Dickstein and his wife (whom he only identifies as “L”), join the edges of the beat/hip generation; and participate in the marches against the Vietnam War.  He enjoys the anti-establishment music, as well as taking part in the anarchic student revolution including demands made upon and the illegal occupation of various universities including Columbia.

The book includes extensive discussions in the author’s major area of study: literature, prose, poetry, written critique, theatre and film.  Much of this – especially the extensive and detailed exposition of Romantic poetry – is probably beyond the ken or interest of the general reader.  He paints a picture of a closed clique where a few chosen initiates gather around a professor in his study/office.  Each member of the chosen circle offering analysis and re-analysis of a poem, a work of fiction, and/or an author, hoping to display layers of “knowing.”  Dickstein’s intentional obscurity is the coin of the realm in this rarified environment of academe and the literati of literature who inhabit those hallowed halls.

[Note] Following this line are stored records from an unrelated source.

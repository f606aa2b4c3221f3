//! End-to-end session runs through the coordinator.
//!
//! Exercises lock contention, broadcast ordering and persistence against
//! the in-memory store with a real graph engine.

#![deny(clippy::unwrap_used)]
#![deny(clippy::expect_used)]
#![deny(clippy::panic)]

use std::sync::Arc;
use std::sync::atomic::{AtomicUsize, Ordering};
use std::time::Duration;

use async_trait::async_trait;
use sessionflow_coordinator::{CoordinatorConfig, CoordinatorError, MISSING_TOPIC, WorkflowCoordinator};
use sessionflow_core::{SessionId, SessionState};
use sessionflow_events::{ALL_NODES, EventBus, EventStatus};
use sessionflow_store::testing::UnreachableStore;
use sessionflow_store::{
    InMemoryStore, KeyValueStore, LockManager, PersistenceMode, StateStore, lock_key,
};
use sessionflow_workflow::{
    AsyncFnStep, EngineConfig, FailingStep, GraphDefinition, GraphEngine, NoOpStep,
    Result as EngineResult, StepRegistry, WorkflowEngine,
};

type TestResult = Result<(), Box<dyn std::error::Error>>;

fn coordinator_with(
    kv: Arc<dyn KeyValueStore>,
    engine: Arc<dyn WorkflowEngine>,
    config: CoordinatorConfig,
) -> WorkflowCoordinator {
    WorkflowCoordinator::new(
        LockManager::new(kv.clone()),
        StateStore::new(kv.clone()),
        EventBus::new(kv),
        engine,
        config,
    )
}

fn pipeline_engine(registry: &StepRegistry) -> Result<Arc<dyn WorkflowEngine>, Box<dyn std::error::Error>> {
    let graph = GraphDefinition::linear(&["planner", "reporter"]);
    Ok(Arc::new(GraphEngine::new(&graph, registry, EngineConfig::default())?))
}

/// Engine that holds the session for a while and counts concurrent entries.
struct SlowEngine {
    inside: AtomicUsize,
    max_inside: AtomicUsize,
    calls: AtomicUsize,
}

#[async_trait]
impl WorkflowEngine for SlowEngine {
    async fn execute(&self, state: SessionState) -> EngineResult<SessionState> {
        self.calls.fetch_add(1, Ordering::SeqCst);
        let now = self.inside.fetch_add(1, Ordering::SeqCst) + 1;
        self.max_inside.fetch_max(now, Ordering::SeqCst);
        tokio::time::sleep(Duration::from_millis(200)).await;
        self.inside.fetch_sub(1, Ordering::SeqCst);
        Ok(state)
    }
}

/// GIVEN two runs for the same session submitted together
/// WHEN the lock wait is shorter than the first run
/// THEN exactly one runs and the other is told the session is busy
#[tokio::test(flavor = "multi_thread", worker_threads = 2)]
async fn test_concurrent_runs_on_one_session_yield_busy() -> TestResult {
    let kv: Arc<dyn KeyValueStore> = InMemoryStore::new_arc();
    let engine = Arc::new(SlowEngine {
        inside: AtomicUsize::new(0),
        max_inside: AtomicUsize::new(0),
        calls: AtomicUsize::new(0),
    });
    let coord = coordinator_with(
        kv,
        engine.clone(),
        CoordinatorConfig::for_testing().with_lock_wait(Duration::from_millis(50)),
    );
    let id = SessionId::new("contended");

    let (a, b) = tokio::join!(
        coord.run_default(SessionState::with_topic("rust"), Some(id.clone())),
        coord.run_default(SessionState::with_topic("rust"), Some(id.clone())),
    );

    let busy = [&a, &b]
        .iter()
        .filter(|r| matches!(r, Err(CoordinatorError::Busy { .. })))
        .count();
    assert_eq!(busy, 1);
    assert_eq!(engine.calls.load(Ordering::SeqCst), 1);
    assert_eq!(engine.max_inside.load(Ordering::SeqCst), 1);
    Ok(())
}

/// GIVEN a two-node pipeline and a subscriber
/// WHEN a session completes
/// THEN the run-level events are START then COMPLETE with a summary
#[tokio::test]
async fn test_successful_run_broadcasts_start_then_complete() -> TestResult {
    let kv: Arc<dyn KeyValueStore> = InMemoryStore::new_arc();
    let registry = StepRegistry::new()
        .with(Arc::new(NoOpStep::new("planner")))
        .with(Arc::new(AsyncFnStep::new("reporter", |state: SessionState| async move {
            Ok(SessionState {
                report_paths: state.topic.map(|t| serde_json::json!([format!("/r/{t}.md")])),
                ..SessionState::default()
            })
        })));
    let coord = coordinator_with(kv.clone(), pipeline_engine(&registry)?, CoordinatorConfig::for_testing());
    let id = SessionId::new("happy");
    let mut sub = EventBus::new(kv).subscribe(&id).await?;

    let result = coord
        .run_default(SessionState::with_topic("rust"), Some(id.clone()))
        .await?;

    let run_level: Vec<_> = sub
        .drain()?
        .into_iter()
        .filter(|e| e.node == ALL_NODES)
        .collect();
    assert_eq!(
        run_level.iter().map(|e| e.status).collect::<Vec<_>>(),
        vec![EventStatus::Start, EventStatus::Complete]
    );
    let summary = run_level[1].summary.clone().unwrap_or_default();
    assert_eq!(summary.get("report_paths"), Some(&serde_json::json!(["/r/rust.md"])));
    assert_eq!(result.session_id, Some(id));
    Ok(())
}

/// GIVEN a state without a topic
/// WHEN it is run
/// THEN one ERROR is published, no START, the error is persisted and the
/// lock is free for the next run
#[tokio::test]
async fn test_missing_topic_publishes_only_error() -> TestResult {
    let kv: Arc<dyn KeyValueStore> = InMemoryStore::new_arc();
    let registry = StepRegistry::new()
        .with(Arc::new(NoOpStep::new("planner")))
        .with(Arc::new(NoOpStep::new("reporter")));
    let coord = coordinator_with(kv.clone(), pipeline_engine(&registry)?, CoordinatorConfig::for_testing());
    let id = SessionId::new("no-topic");
    let mut sub = EventBus::new(kv.clone()).subscribe(&id).await?;

    let err = coord
        .run(SessionState::with_topic("   "), Some(id.clone()), PersistenceMode::Single)
        .await
        .err()
        .ok_or("run should fail")?;

    let events = sub.drain()?;
    assert_eq!(events.len(), 1);
    assert_eq!(events[0].status, EventStatus::Error);
    assert_eq!(events[0].error.as_deref(), Some(MISSING_TOPIC));
    assert!(matches!(err, CoordinatorError::Validation { .. }));

    let stored = coord
        .get_existing(&id, PersistenceMode::Single)
        .await?
        .ok_or("state should be persisted")?;
    assert_eq!(stored.error.as_deref(), Some(MISSING_TOPIC));

    assert_eq!(kv.get(&lock_key(&id)).await?, None);
    let retry = coord
        .run(SessionState::with_topic("rust"), Some(id.clone()), PersistenceMode::Single)
        .await?;
    assert_eq!(retry.error, None);
    Ok(())
}

/// GIVEN a pipeline whose second step fails
/// WHEN the session runs
/// THEN the tagged error is returned, broadcast and persisted, and the
/// lock is released
#[tokio::test]
async fn test_engine_failure_is_persisted_and_broadcast() -> TestResult {
    let kv: Arc<dyn KeyValueStore> = InMemoryStore::new_arc();
    let registry = StepRegistry::new()
        .with(Arc::new(NoOpStep::new("planner")))
        .with(Arc::new(FailingStep::new("reporter", "disk full")));
    let coord = coordinator_with(kv.clone(), pipeline_engine(&registry)?, CoordinatorConfig::for_testing());
    let id = SessionId::new("broken");
    let mut sub = EventBus::new(kv.clone()).subscribe(&id).await?;

    let err = coord
        .run_default(SessionState::with_topic("rust"), Some(id.clone()))
        .await
        .err()
        .ok_or("run should fail")?;

    let response = err.to_state();
    assert_eq!(response.session_id, Some(id.clone()));
    assert_eq!(response.error.as_deref(), Some("step 'reporter' step_failed: disk full"));

    let last_run_event = sub
        .drain()?
        .into_iter()
        .rfind(|e| e.node == ALL_NODES)
        .ok_or("no run-level events")?;
    assert_eq!(last_run_event.status, EventStatus::Error);

    let stored = coord
        .get_existing(&id, PersistenceMode::Sharded)
        .await?
        .ok_or("state should be persisted")?;
    assert_eq!(stored.topic.as_deref(), Some("rust"));
    assert!(stored.error.is_some());

    assert_eq!(kv.get(&lock_key(&id)).await?, None);
    let retry = coord
        .run_default(SessionState::with_topic("rust"), Some(id.clone()))
        .await
        .err()
        .ok_or("step still fails")?;
    assert!(matches!(retry, CoordinatorError::Engine { .. }));
    Ok(())
}

/// GIVEN a store that refuses every connection
/// WHEN a session is run
/// THEN the caller gets a structured busy error rather than a crash
#[tokio::test]
async fn test_unreachable_store_reports_busy() -> TestResult {
    let kv: Arc<dyn KeyValueStore> = Arc::new(UnreachableStore);
    let registry = StepRegistry::new()
        .with(Arc::new(NoOpStep::new("planner")))
        .with(Arc::new(NoOpStep::new("reporter")));
    let coord = coordinator_with(
        kv,
        pipeline_engine(&registry)?,
        CoordinatorConfig::for_testing().with_lock_wait(Duration::ZERO),
    );

    let err = coord
        .run_default(SessionState::with_topic("rust"), Some(SessionId::new("down")))
        .await
        .err()
        .ok_or("run should fail")?;

    assert!(matches!(err, CoordinatorError::Busy { .. }));
    assert_eq!(err.to_state().session_id, Some(SessionId::new("down")));
    Ok(())
}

Dickstein has a love of language – its use and orchestration: words, phrase, cadence and tempo with which a reader with the same passion can easily identify.  But the reader might wonder if a popular  author of fiction (Charles Dickens. for example) – actually intended to create stories and characters of infinite complexity that require intense study?  Or, did Dickens simply enjoy writing a story that would sell and that others would want to read?  It reminded me of the often overwrought twists and turns assumed to exist in the words of the Torah.  Can it be that it was just meant to be read and the words taken at their simplest?

Dickstein is at his best when he brings back to life the first two decades after World War II.  He wonderfully describes the time he spent working as a teenager in the resort hotels in the Pocono and Catskill mountains, which were once the epitome of a summer vacation for millions of Jewish families living in the cities of the northeast: New York City, Philadelphia, etc.  His description of his travels in Europe are also charming.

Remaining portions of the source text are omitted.